PROBLEM |
Read the data and repeat all of it exactly.

RECORDED INFORMATION |

//! Character sheet data repository.

use sea_orm::sea_query::Expr;
use sea_orm::{
    ActiveModelTrait, ActiveValue, ColumnTrait, DatabaseConnection, DbErr, EntityTrait,
    ModelTrait, QueryFilter, QueryOrder,
};
use uuid::Uuid;

use crate::model::character_sheet::{CreateCharacterSheetDto, UpdateCharacterSheetDto};

/// Repository providing database operations for character sheets.
pub struct CharacterSheetRepository<'a> {
    db: &'a DatabaseConnection,
}

impl<'a> CharacterSheetRepository<'a> {
    pub fn new(db: &'a DatabaseConnection) -> Self {
        Self { db }
    }

    pub async fn create(
        &self,
        user_id: Uuid,
        game_id: Uuid,
        dto: CreateCharacterSheetDto,
    ) -> Result<entity::character_sheet::Model, DbErr> {
        entity::character_sheet::ActiveModel {
            id: ActiveValue::Set(Uuid::new_v4()),
            user_id: ActiveValue::Set(user_id),
            game_id: ActiveValue::Set(game_id),
            name: ActiveValue::Set(dto.name),
            role: ActiveValue::Set(dto.role),
            description: ActiveValue::Set(dto.description),
            level: ActiveValue::Set(dto.level),
            character_photo: ActiveValue::Set(None),
            created_at: ActiveValue::Set(chrono::Utc::now()),
        }
        .insert(self.db)
        .await
    }

    pub async fn find_by_id(
        &self,
        id: Uuid,
    ) -> Result<Option<entity::character_sheet::Model>, DbErr> {
        entity::prelude::CharacterSheet::find_by_id(id).one(self.db).await
    }

    /// Gets all sheets of a game, oldest first.
    pub async fn find_by_game(
        &self,
        game_id: Uuid,
    ) -> Result<Vec<entity::character_sheet::Model>, DbErr> {
        entity::prelude::CharacterSheet::find()
            .filter(entity::character_sheet::Column::GameId.eq(game_id))
            .order_by_asc(entity::character_sheet::Column::CreatedAt)
            .all(self.db)
            .await
    }

    /// Gets the user's sheets within a game.
    pub async fn find_by_user_and_game(
        &self,
        user_id: Uuid,
        game_id: Uuid,
    ) -> Result<Vec<entity::character_sheet::Model>, DbErr> {
        entity::prelude::CharacterSheet::find()
            .filter(entity::character_sheet::Column::UserId.eq(user_id))
            .filter(entity::character_sheet::Column::GameId.eq(game_id))
            .order_by_asc(entity::character_sheet::Column::CreatedAt)
            .all(self.db)
            .await
    }

    /// Applies a partial update. Only fields present in the DTO are written.
    pub async fn update(
        &self,
        sheet: entity::character_sheet::Model,
        dto: UpdateCharacterSheetDto,
    ) -> Result<entity::character_sheet::Model, DbErr> {
        let mut active: entity::character_sheet::ActiveModel = sheet.into();

        if let Some(name) = dto.name {
            active.name = ActiveValue::Set(name);
        }
        if let Some(role) = dto.role {
            active.role = ActiveValue::Set(Some(role));
        }
        if let Some(description) = dto.description {
            active.description = ActiveValue::Set(Some(description));
        }
        if let Some(level) = dto.level {
            active.level = ActiveValue::Set(Some(level));
        }

        active.update(self.db).await
    }

    pub async fn set_photo(&self, sheet_id: Uuid, path: Option<String>) -> Result<(), DbErr> {
        entity::prelude::CharacterSheet::update_many()
            .filter(entity::character_sheet::Column::Id.eq(sheet_id))
            .col_expr(
                entity::character_sheet::Column::CharacterPhoto,
                Expr::value(path),
            )
            .exec(self.db)
            .await?;
        Ok(())
    }

    pub async fn delete(&self, sheet: entity::character_sheet::Model) -> Result<(), DbErr> {
        sheet.delete(self.db).await?;
        Ok(())
    }
}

SOLUTION TO THIS TASK |
//! Character sheet data repository.

use sea_orm::sea_query::Expr;
use sea_orm::{
    ActiveModelTrait, ActiveValue, ColumnTrait, DatabaseConnection, DbErr, EntityTrait,
    ModelTrait, QueryFilter, QueryOrder,
};
use uuid::Uuid;

use crate::model::character_sheet::{CreateCharacterSheetDto, UpdateCharacterSheetDto};

/// Repository providing database operations for character sheets.
pub struct CharacterSheetRepository<'a> {
    db: &'a DatabaseConnection,
}

impl<'a> CharacterSheetRepository<'a> {
    pub fn new(db: &'a DatabaseConnection) -> Self {
        Self { db }
    }

    pub async fn create(
        &self,
        user_id: Uuid,
        game_id: Uuid,
        dto: CreateCharacterSheetDto,
    ) -> Result<entity::character_sheet::Model, DbErr> {
        entity::character_sheet::ActiveModel {
            id: ActiveValue::Set(Uuid::new_v4()),
            user_id: ActiveValue::Set(user_id),
            game_id: ActiveValue::Set(game_id),
            name: ActiveValue::Set(dto.name),
            role: ActiveValue::Set(dto.role),
            description: ActiveValue::Set(dto.description),
            level: ActiveValue::Set(dto.level),
            character_photo: ActiveValue::Set(None),
            created_at: ActiveValue::Set(chrono::Utc::now()),
        }
        .insert(self.db)
        .await
    }

    pub async fn find_by_id(
        &self,
        id: Uuid,
    ) -> Result<Option<entity::character_sheet::Model>, DbErr> {
        entity::prelude::CharacterSheet::find_by_id(id).one(self.db).await
    }

    /// Gets all sheets of a game, oldest first.
    pub async fn find_by_game(
        &self,
        game_id: Uuid,
    ) -> Result<Vec<entity::character_sheet::Model>, DbErr> {
        entity::prelude::CharacterSheet::find()
            .filter(entity::character_sheet::Column::GameId.eq(game_id))
            .order_by_asc(entity::character_sheet::Column::CreatedAt)
            .all(self.db)
            .await
    }

    /// Gets the user's sheets within a game.
    pub async fn find_by_user_and_game(
        &self,
        user_id: Uuid,
        game_id: Uuid,
    ) -> Result<Vec<entity::character_sheet::Model>, DbErr> {
        entity::prelude::CharacterSheet::find()
            .filter(entity::character_sheet::Column::UserId.eq(user_id))
            .filter(entity::character_sheet::Column::GameId.eq(game_id))
            .order_by_asc(entity::character_sheet::Column::CreatedAt)
            .all(self.db)
            .await
    }

    /// Applies a partial update. Only fields present in the DTO are written.
    pub async fn update(
        &self,
        sheet: entity::character_sheet::Model,
        dto: UpdateCharacterSheetDto,
    ) -> Result<entity::character_sheet::Model, DbErr> {
        let mut active: entity::character_sheet::ActiveModel = sheet.into();

        if let Some(name) = dto.name {
            active.name = ActiveValue::Set(name);
        }
        if let Some(role) = dto.role {
            active.role = ActiveValue::Set(Some(role));
        }
        if let Some(description) = dto.description {
            active.description = ActiveValue::Set(Some(description));
        }
        if let Some(level) = dto.level {
            active.level = ActiveValue::Set(Some(level));
        }

        active.update(self.db).await
    }

    pub async fn set_photo(&self, sheet_id: Uuid, path: Option<String>) -> Result<(), DbErr> {
        entity::prelude::CharacterSheet::update_many()
            .filter(entity::character_sheet::Column::Id.eq(sheet_id))
            .col_expr(
                entity::character_sheet::Column::CharacterPhoto,
                Expr::value(path),
            )
            .exec(self.db)
            .await?;
        Ok(())
    }

    pub async fn delete(&self, sheet: entity::character_sheet::Model) -> Result<(), DbErr> {
        sheet.delete(self.db).await?;
        Ok(())
    }
}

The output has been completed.